For others, the disease process continues more quickly. In a small number, about 2%, serious life threatening complications arise. Among these include acute cholecystitis, acute cholangitis and acute pancreatitis. The association between gallstones and cancer of the gallbladder is controversial in that while only a tiny number of patients with gallstones develop cancer, the vast majority of patients with gallbladder cancer have gallstones.

Treatment of gallstones

Gallstones which are found incidentally, and cause no trouble, are best left alone. Large studies have shown that fewer than 20% of these will ever give rise to symptoms. Serious complications are even less likely. In certain groups of persons, however, one must be cautious. In those with chronic hemolytic anemias like thalassemia, which are not uncommon in Malaysia, for example.

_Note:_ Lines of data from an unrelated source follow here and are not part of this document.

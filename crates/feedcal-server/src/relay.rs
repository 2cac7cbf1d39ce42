//! The relay HTTP contract.
//!
//! Browsers cannot fetch most calendar feeds directly because of CORS, so
//! the relay fetches the feed server-side and hands the body back with
//! permissive CORS headers. [`RelayClient`](feedcal_feed::RelayClient) is the
//! consumer of this router.

use std::time::Duration;

use axum::extract::rejection::QueryRejection;
use axum::extract::{Query, State};
use axum::http::{HeaderName, Method, StatusCode, header};
use axum::response::{IntoResponse, Response};
use axum::routing::get;
use axum::{Json, Router};
use feedcal_feed::normalize_feed_url;
use serde::{Deserialize, Serialize};
use tower_http::cors::{Any, CorsLayer};
use tracing::{debug, error};

use crate::error::{ServerError, ServerResult};

/// Path the relay is mounted on.
pub const RELAY_PATH: &str = "/api/proxy";

const ALLOWED_HEADERS: [&str; 9] = [
    "x-csrf-token",
    "x-requested-with",
    "accept",
    "accept-version",
    "content-length",
    "content-md5",
    "content-type",
    "date",
    "x-api-version",
];

/// JSON body of relay error responses.
#[derive(Debug, Clone, PartialEq, Eq, Serialize, Deserialize)]
pub struct RelayErrorBody {
    pub error: String,
    #[serde(default, skip_serializing_if = "Option::is_none")]
    pub details: Option<String>,
}

#[derive(Debug, Deserialize)]
struct ProxyQuery {
    url: Option<String>,
}

#[derive(Clone)]
struct RelayState {
    client: reqwest::Client,
}

/// Builds the HTTP client the relay uses for upstream fetches.
pub fn upstream_client(timeout: Duration) -> ServerResult<reqwest::Client> {
    reqwest::Client::builder()
        .timeout(timeout)
        .user_agent(concat!("feedcal-relay/", env!("CARGO_PKG_VERSION")))
        .build()
        .map_err(|e| ServerError::config(format!("failed to build HTTP client: {e}")))
}

/// Builds the relay router using `client` for upstream requests.
pub fn relay_router(client: reqwest::Client) -> Router {
    Router::new()
        .route(RELAY_PATH, get(proxy).options(preflight))
        .fallback(fallback)
        .with_state(RelayState { client })
        .layer(cors_layer())
}

fn cors_layer() -> CorsLayer {
    CorsLayer::new()
        .allow_origin(Any)
        .allow_methods([Method::GET, Method::OPTIONS])
        .allow_headers(ALLOWED_HEADERS.map(HeaderName::from_static))
}

async fn preflight() -> StatusCode {
    StatusCode::OK
}

async fn fallback(method: Method) -> StatusCode {
    if method == Method::OPTIONS {
        StatusCode::OK
    } else {
        StatusCode::NOT_FOUND
    }
}

async fn proxy(
    State(state): State<RelayState>,
    query: Result<Query<ProxyQuery>, QueryRejection>,
) -> Response {
    let query = match query {
        Ok(Query(query)) => query,
        Err(rejection) => {
            debug!(error = %rejection, "Rejected relay query");
            return error_response(StatusCode::BAD_REQUEST, "URL parameter is required", None);
        }
    };
    let Some(url) = query.url.filter(|u| !u.trim().is_empty()) else {
        return error_response(StatusCode::BAD_REQUEST, "URL parameter is required", None);
    };

    let target = normalize_feed_url(&url);
    debug!(url = %target, "Relaying calendar");

    match fetch_upstream(&state.client, &target).await {
        Ok(body) => ([(header::CONTENT_TYPE, "text/calendar")], body).into_response(),
        Err(e) => {
            error!(url = %target, error = %e, "Proxy error");
            error_response(
                StatusCode::INTERNAL_SERVER_ERROR,
                "Failed to fetch calendar",
                Some(e.to_string()),
            )
        }
    }
}

async fn fetch_upstream(client: &reqwest::Client, url: &str) -> ServerResult<String> {
    let response = client
        .get(url)
        .send()
        .await
        .map_err(|e| ServerError::upstream(e.to_string()))?;

    let status = response.status();
    if !status.is_success() {
        return Err(ServerError::upstream(
            status.canonical_reason().unwrap_or(status.as_str()),
        ));
    }

    response
        .text()
        .await
        .map_err(|e| ServerError::upstream(e.to_string()))
}

fn error_response(status: StatusCode, error: &str, details: Option<String>) -> Response {
    let body = RelayErrorBody {
        error: error.to_string(),
        details,
    };
    (status, Json(body)).into_response()
}
//! Polling and relay for feedcal.
//!
//! - [`scheduler`]: keeps one feed subscription fresh on a fixed interval
//! - [`subscription`]: subscription records and the shared cached state
//! - [`relay`]: the axum router implementing the relay HTTP contract

pub mod config;
pub mod error;
pub mod relay;
pub mod scheduler;
pub mod subscription;

pub use config::SchedulerConfig;
pub use error::{ServerError, ServerResult};
pub use relay::{RELAY_PATH, RelayErrorBody, relay_router, upstream_client};
pub use scheduler::PollScheduler;
pub use subscription::{
    FeedSubscription, PollResult, PollUpdate, SharedSubscriptionState, SubscriptionState,
};
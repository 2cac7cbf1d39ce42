//! Relay client configuration.

use std::time::Duration;
use url::Url;

/// Configuration for the relay client.
///
/// The relay address is always explicit: the caller decides whether it talks
/// to a locally running relay or a deployed one.
#[derive(Debug, Clone)]
pub struct RelayConfig {
    /// Full address of the relay's proxy endpoint (e.g. `https://host/api/proxy`).
    pub base_url: Url,

    /// Request timeout.
    pub timeout: Duration,

    /// User agent string.
    pub user_agent: String,
}

impl RelayConfig {
    /// Address of a relay running next to a development build.
    pub const LOCAL_BASE_URL: &'static str = "http://localhost:3000/api/proxy";

    /// Default timeout in seconds.
    pub const DEFAULT_TIMEOUT_SECS: u64 = 30;

    /// Creates a new relay configuration with the given endpoint.
    ///
    /// # Errors
    ///
    /// Returns an error if the URL is invalid.
    pub fn new(base_url: impl AsRef<str>) -> Result<Self, url::ParseError> {
        let parsed = Url::parse(base_url.as_ref())?;
        Ok(Self {
            base_url: parsed,
            timeout: Duration::from_secs(Self::DEFAULT_TIMEOUT_SECS),
            user_agent: format!("feedcal/{}", env!("CARGO_PKG_VERSION")),
        })
    }

    /// Configuration for the development relay on localhost.
    pub fn local() -> Self {
        Self::new(Self::LOCAL_BASE_URL).expect("local relay URL should be valid")
    }

    /// Sets the request timeout.
    pub fn with_timeout(mut self, timeout: Duration) -> Self {
        self.timeout = timeout;
        self
    }

    /// Sets the user agent string.
    pub fn with_user_agent(mut self, user_agent: impl Into<String>) -> Self {
        self.user_agent = user_agent.into();
        self
    }

    /// Builds the relay request URL for a feed: `{base_url}?url=<encoded feed>`.
    pub fn request_url(&self, feed_url: &str) -> String {
        format!(
            "{}?url={}",
            self.base_url.as_str(),
            urlencoding::encode(feed_url)
        )
    }
}

#[cfg(test)]
mod tests {
    use super::*;

    #[test]
    fn config_creation() {
        let config = RelayConfig::new("https://relay.example.com/api/proxy").unwrap();
        assert_eq!(config.base_url.as_str(), "https://relay.example.com/api/proxy");
        assert_eq!(config.timeout, Duration::from_secs(30));
        assert!(config.user_agent.starts_with("feedcal/"));
    }

    #[test]
    fn local_preset() {
        let config = RelayConfig::local();
        assert_eq!(config.base_url.as_str(), RelayConfig::LOCAL_BASE_URL);
    }

    #[test]
    fn builder_methods() {
        let config = RelayConfig::local()
            .with_timeout(Duration::from_secs(5))
            .with_user_agent("test-agent");
        assert_eq!(config.timeout, Duration::from_secs(5));
        assert_eq!(config.user_agent, "test-agent");
    }

    #[test]
    fn request_url_encodes_feed() {
        let config = RelayConfig::local();
        assert_eq!(
            config.request_url("https://example.com/cal.ics?a=1&b=2"),
            "http://localhost:3000/api/proxy?url=https%3A%2F%2Fexample.com%2Fcal.ics%3Fa%3D1%26b%3D2"
        );
    }

    #[test]
    fn invalid_url_returns_error() {
        assert!(RelayConfig::new("not a url").is_err());
    }
}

Medical treatment of gallstones have not proven to be very useful in the long term. There is evidence that ursodeoxycholic acid, a bile component found in both humans and bears, can promote dissolution of gallstones. The treatment may well work although it is costly and has been associated with long term side effects. Unfortunately, the gallstones often recur with cessation of treatment. Anecdotal and online reports of treatments to expel gallstones, the gallbladder ‘flush’ or ‘cleanse’, which aim to cause a strong contraction of the gallbladder to force out the stones through the bile ducts by oral ingestion of a large amount of fatty acids such as olive oil or apple sauce, are not supported by clinical evidence.

The treatment for troublesome gallstones is surgery. Surgical removal of the gallbladder (called a cholecystectomy) is curative.  This can be performed with laparoscopy or a more traditional ‘open’ incision depending on the clinical circumstances. The procedure has been carried out since the eighteenth century when it was proven that the gallbladder is not essential for life. However, the procedure should not be taken lightly. Potential side effects exist for cholecystectomy and these are more likely when the operation is carried out hastily. Nevertheless, for the person who suffers recurrent episodes of pain due to gallstones, surgery remains the most effective option for relief. It also protects the patient from some life threatening complications that may arise as a result of gallstones.

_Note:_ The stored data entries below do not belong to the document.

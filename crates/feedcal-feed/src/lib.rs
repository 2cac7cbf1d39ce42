//! Feed ingestion for subscribed ICS calendars.
//!
//! - [`normalize_feed_url`] - `webcal://` to `https://`
//! - [`RelayClient`] - fetches feed text through the CORS relay
//! - [`parse_ics`] - scans feed text into [`RawEventRecord`]s
//! - [`EventNormalizer`] - turns records into validated [`NormalizedEvent`]s
//! - [`run_pipeline`] - all of the above, once
//!
//! # Architecture
//!
//! ```text
//!   feed URL ──► normalize_feed_url ──► FeedSource (RelayClient)
//!                                              │ raw text
//!                                              ▼
//!                                        parse_ics()
//!                                              │ RawEventRecord
//!                                              ▼
//!                                      EventNormalizer
//!                                              │
//!                                              ▼
//!                                   Vec<NormalizedEvent>
//! ```
//!
//! [`NormalizedEvent`]: feedcal_core::NormalizedEvent

pub mod error;
pub mod feed_url;
pub mod ics;
pub mod normalize;
pub mod pipeline;
pub mod raw_event;
pub mod relay;
pub mod source;

// Re-export main types at crate root
pub use error::{FeedError, FeedErrorCode, FeedResult};
pub use feed_url::{normalize_feed_url, validate_feed_url};
pub use ics::{EVENT_BEGIN_MARKER, parse_ics};
pub use normalize::{EventNormalizer, IdGenerator, SequentialIds, UuidGenerator, normalize_events};
pub use pipeline::{events_from_text, fetch_feed_events, run_pipeline};
pub use raw_event::{FieldKey, RawEventRecord};
pub use relay::{RelayClient, RelayConfig};
pub use source::{BoxFuture, FeedSource, StaticSource};
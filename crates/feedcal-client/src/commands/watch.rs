//! Long-running subscription.

use std::future::Future;
use std::io::Write;
use std::sync::Arc;
use std::time::Duration;

use feedcal_feed::{FeedErrorCode, RelayClient};
use feedcal_server::{PollScheduler, PollUpdate};
use tokio::sync::mpsc;
use tracing::info;

use crate::config::ClientConfig;
use crate::error::ClientResult;
use crate::output;

/// Subscribes to the feed and prints every poll until Ctrl-C.
pub async fn run(
    url: Option<String>,
    interval: Option<u64>,
    relay_url: Option<&str>,
    json: bool,
    config: &ClientConfig,
) -> ClientResult<()> {
    let url = config.feed_url(url)?;
    let client = RelayClient::new(config.relay_config(relay_url)?)?;

    let mut scheduler_config = config.scheduler_config();
    if let Some(secs) = interval {
        scheduler_config = scheduler_config.with_poll_interval(Duration::from_secs(secs));
    }

    let (mut scheduler, mut updates) = PollScheduler::new(scheduler_config, Arc::new(client));

    if let Err(e) = scheduler.subscribe(url).await
        && e.code() == FeedErrorCode::InvalidInput
    {
        return Err(e.into());
    }

    let mut stdout = std::io::stdout();
    let result = print_updates(&mut updates, json, &mut stdout, tokio::signal::ctrl_c()).await;
    info!("Interrupted, unsubscribing");
    scheduler.unsubscribe().await;
    result
}

/// Writes one line per update until `shutdown` resolves or the channel closes.
///
/// With `json`, each line is a JSON object; otherwise a status summary.
async fn print_updates<W, S>(
    updates: &mut mpsc::UnboundedReceiver<PollUpdate>,
    json: bool,
    out: &mut W,
    shutdown: S,
) -> ClientResult<()>
where
    W: Write,
    S: Future,
{
    tokio::pin!(shutdown);

    loop {
        tokio::select! {
            biased;
            _ = &mut shutdown => return Ok(()),
            update = updates.recv() => {
                let Some(update) = update else {
                    return Ok(());
                };
                let line = if json {
                    output::update_json(&update)?
                } else {
                    output::summarize_update(&update)
                };
                writeln!(out, "{}", line)?;
                out.flush()?;
            }
        }
    }
}

#[cfg(test)]
mod tests {
    use super::*;
    use chrono::{TimeZone, Utc};
    use feedcal_core::{NormalizedEvent, parse_feed_date};
    use feedcal_feed::FeedError;
    use feedcal_server::PollResult;

    fn update(generation: u64, result: PollResult) -> PollUpdate {
        PollUpdate {
            generation,
            url: "https://example.com/cal.ics".into(),
            polled_at: Utc.with_ymd_and_hms(2025, 2, 5, 9, 30, 0).unwrap(),
            result,
        }
    }

    fn standup() -> NormalizedEvent {
        NormalizedEvent::new(
            "standup-1",
            "Standup",
            parse_feed_date("20250205T140000Z").unwrap(),
            parse_feed_date("20250205T143000Z").unwrap(),
        )
    }

    /// Feeds `updates` through a closed channel and returns what was printed.
    async fn printed(updates: Vec<PollUpdate>, json: bool) -> String {
        let (tx, mut rx) = mpsc::unbounded_channel();
        for update in updates {
            tx.send(update).unwrap();
        }
        drop(tx);

        let mut out = Vec::new();
        print_updates(&mut rx, json, &mut out, std::future::pending::<()>())
            .await
            .unwrap();
        String::from_utf8(out).unwrap()
    }

    #[tokio::test]
    async fn prints_summary_per_update() {
        let text = printed(
            vec![
                update(1, Ok(vec![standup()])),
                update(1, Err(FeedError::http_status(503, "Service Unavailable"))),
            ],
            false,
        )
        .await;

        let lines: Vec<_> = text.lines().collect();
        assert_eq!(
            lines,
            [
                "[09:30:00] Calendar updated: 1 events",
                "[09:30:00] Sync failed: network_error: HTTP error! status: 503 Service Unavailable",
            ]
        );
    }

    #[tokio::test]
    async fn json_mode_prints_only_json_lines() {
        let text = printed(
            vec![
                update(1, Ok(vec![standup()])),
                update(2, Err(FeedError::network("Relay request failed"))),
            ],
            true,
        )
        .await;

        let values: Vec<serde_json::Value> = text
            .lines()
            .map(|line| serde_json::from_str(line).unwrap())
            .collect();
        assert_eq!(values.len(), 2);
        assert_eq!(values[0]["generation"], 1);
        assert_eq!(values[0]["events"][0]["title"], "Standup");
        assert_eq!(values[1]["generation"], 2);
        assert!(values[1]["error"].as_str().unwrap().contains("Relay request failed"));
    }

    #[tokio::test]
    async fn stops_on_shutdown_with_channel_open() {
        let (tx, mut rx) = mpsc::unbounded_channel();
        tx.send(update(1, Ok(Vec::new()))).unwrap();

        let mut out = Vec::new();
        print_updates(&mut rx, false, &mut out, std::future::ready(()))
            .await
            .unwrap();

        assert!(out.is_empty());
        assert!(!tx.is_closed());
    }
}
//! FeedSource trait definition.
//!
//! A [`FeedSource`] turns an already-normalized feed URL into raw ICS text.
//! The relay client is the production implementation; the pipeline and the
//! poll scheduler only see this trait.

use std::future::Future;
use std::pin::Pin;

use crate::error::FeedResult;

/// A boxed future for async trait methods.
///
/// Boxing keeps the trait object-safe so the scheduler can hold an
/// `Arc<dyn FeedSource>`.
pub type BoxFuture<'a, T> = Pin<Box<dyn Future<Output = T> + Send + 'a>>;

/// Where feed text comes from.
///
/// # Example Implementation
///
/// ```ignore
/// struct Fixture(String);
///
/// impl FeedSource for Fixture {
///     fn name(&self) -> &str { "fixture" }
///
///     fn fetch<'a>(&'a self, _url: &'a str) -> BoxFuture<'a, FeedResult<String>> {
///         Box::pin(async move { Ok(self.0.clone()) })
///     }
/// }
/// ```
pub trait FeedSource: Send + Sync {
    /// Short name used in logs (e.g. "relay").
    fn name(&self) -> &str;

    /// Fetches the raw text of the feed at `url`.
    ///
    /// # Errors
    ///
    /// Returns a `NetworkError` when the feed cannot be retrieved. Sources do
    /// not retry.
    fn fetch<'a>(&'a self, url: &'a str) -> BoxFuture<'a, FeedResult<String>>;
}

/// A source that serves the same text for every URL.
///
/// Used for reading a local `.ics` file and in tests.
#[derive(Debug, Clone)]
pub struct StaticSource {
    text: String,
}

impl StaticSource {
    pub fn new(text: impl Into<String>) -> Self {
        Self { text: text.into() }
    }
}

impl FeedSource for StaticSource {
    fn name(&self) -> &str {
        "static"
    }

    fn fetch<'a>(&'a self, _url: &'a str) -> BoxFuture<'a, FeedResult<String>> {
        Box::pin(async move { Ok(self.text.clone()) })
    }
}

#[cfg(test)]
mod tests {
    use super::*;

    #[tokio::test]
    async fn static_source_ignores_url() {
        let source = StaticSource::new("BEGIN:VCALENDAR");
        assert_eq!(source.fetch("https://a").await.unwrap(), "BEGIN:VCALENDAR");
        assert_eq!(source.fetch("https://b").await.unwrap(), "BEGIN:VCALENDAR");
    }
}
//! Relay-backed feed retrieval.
//!
//! # Example
//!
//! ```ignore
//! use feedcal_feed::relay::{RelayClient, RelayConfig};
//!
//! let client = RelayClient::new(RelayConfig::new("https://relay.example.com/api/proxy")?)?;
//! let text = client.fetch_via_relay("https://example.com/cal.ics").await?;
//! ```

mod client;
mod config;

pub use client::RelayClient;
pub use config::RelayConfig;
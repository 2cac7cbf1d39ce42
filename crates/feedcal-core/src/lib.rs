//! Core types: events, feed date parsing, tracing

pub mod event;
pub mod time;
pub mod tracing;

pub use event::{NormalizedEvent, UNTITLED_EVENT};
pub use time::{FeedDate, parse_feed_date, parse_generic_date, parse_ics_date};
pub use tracing::{TracingConfig, TracingError, TracingOutputFormat, init_tracing};
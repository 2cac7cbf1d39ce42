//! Feed URL normalization.

use std::sync::LazyLock;

use regex::Regex;

use crate::error::{FeedError, FeedResult};

static WEBCAL_SCHEME: LazyLock<Regex> =
    LazyLock::new(|| Regex::new(r"(?i)^webcal://").expect("webcal regex should be valid"));

/// Rewrites a `webcal://` URL (any letter case) to `https://`.
///
/// Everything else is returned unchanged; no other validation is done.
pub fn normalize_feed_url(input: &str) -> String {
    WEBCAL_SCHEME.replace(input, "https://").into_owned()
}

/// Rejects a blank feed URL, then normalizes it.
pub fn validate_feed_url(input: &str) -> FeedResult<String> {
    let trimmed = input.trim();
    if trimmed.is_empty() {
        return Err(FeedError::invalid_input("feed URL is required"));
    }
    Ok(normalize_feed_url(trimmed))
}

#[cfg(test)]
mod tests {
    use super::*;
    use crate::error::FeedErrorCode;

    #[test]
    fn rewrites_webcal_in_any_case() {
        for input in [
            "webcal://example.com/cal.ics",
            "WEBCAL://example.com/cal.ics",
            "WebCal://example.com/cal.ics",
        ] {
            assert_eq!(normalize_feed_url(input), "https://example.com/cal.ics");
        }
    }

    #[test]
    fn other_inputs_are_untouched() {
        for input in [
            "https://example.com/cal.ics",
            "http://example.com/webcal://x",
            "example.com/cal.ics",
            " webcal://leading-space",
            "",
        ] {
            assert_eq!(normalize_feed_url(input), input);
        }
    }

    #[test]
    fn only_the_prefix_is_rewritten() {
        assert_eq!(
            normalize_feed_url("webcal://host/?next=webcal://other"),
            "https://host/?next=webcal://other"
        );
    }

    #[test]
    fn blank_url_is_invalid_input() {
        let err = validate_feed_url("   ").unwrap_err();
        assert_eq!(err.code(), FeedErrorCode::InvalidInput);
    }

    #[test]
    fn validate_trims_and_normalizes() {
        assert_eq!(
            validate_feed_url("  webcal://example.com/cal.ics\n").unwrap(),
            "https://example.com/cal.ics"
        );
    }
}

Complications of gallstones

These complications are rare but when they occur, they can be serious and frightening. Acute cholecystitis is a condition when the gallstones relentlessly obstruct the gallbladder triggering an infection. The pain is continuous and made worse by fever. Prompt surgery provides the best results in this situation although it is technically challenging (as opposed to surgery in elective, less pressing circumstances).
The pancreas is a gland which is involved in the production of digestive enzymes. It is also closely related to the gallbladder and bile ducts. Gallstones can migrate down the bile duct and obstruct the pancreas leading to pancreatitis. Pancreatitis is a painful condition which has an unpredictable course – although the majority of patients recover completely, serious complications have led to fatal outcomes in a few. Early cholecystectomy is advised to prevent a recurrent attack.

Gallstones can also obstruct the bile ducts giving rise to jaundice. Jaundice is a yellow discolorations of the skin and the whites of the eyes. It is a frightening symptom especially if it occurs over a short time. Jaundice is frequently accompanied by intense itching and a deep darkening of urine which is often described as tea-coloured. Treatment for this complication is less straightforward as it can be coupled with a dangerous infection. Laparoscopic bile duct clearance and cholecystectomy is an effective treatment where the expertise exists. Clearing the bile duct using an endoscope followed by surgical removal of the gallbladder later to prevent recurrence is another option.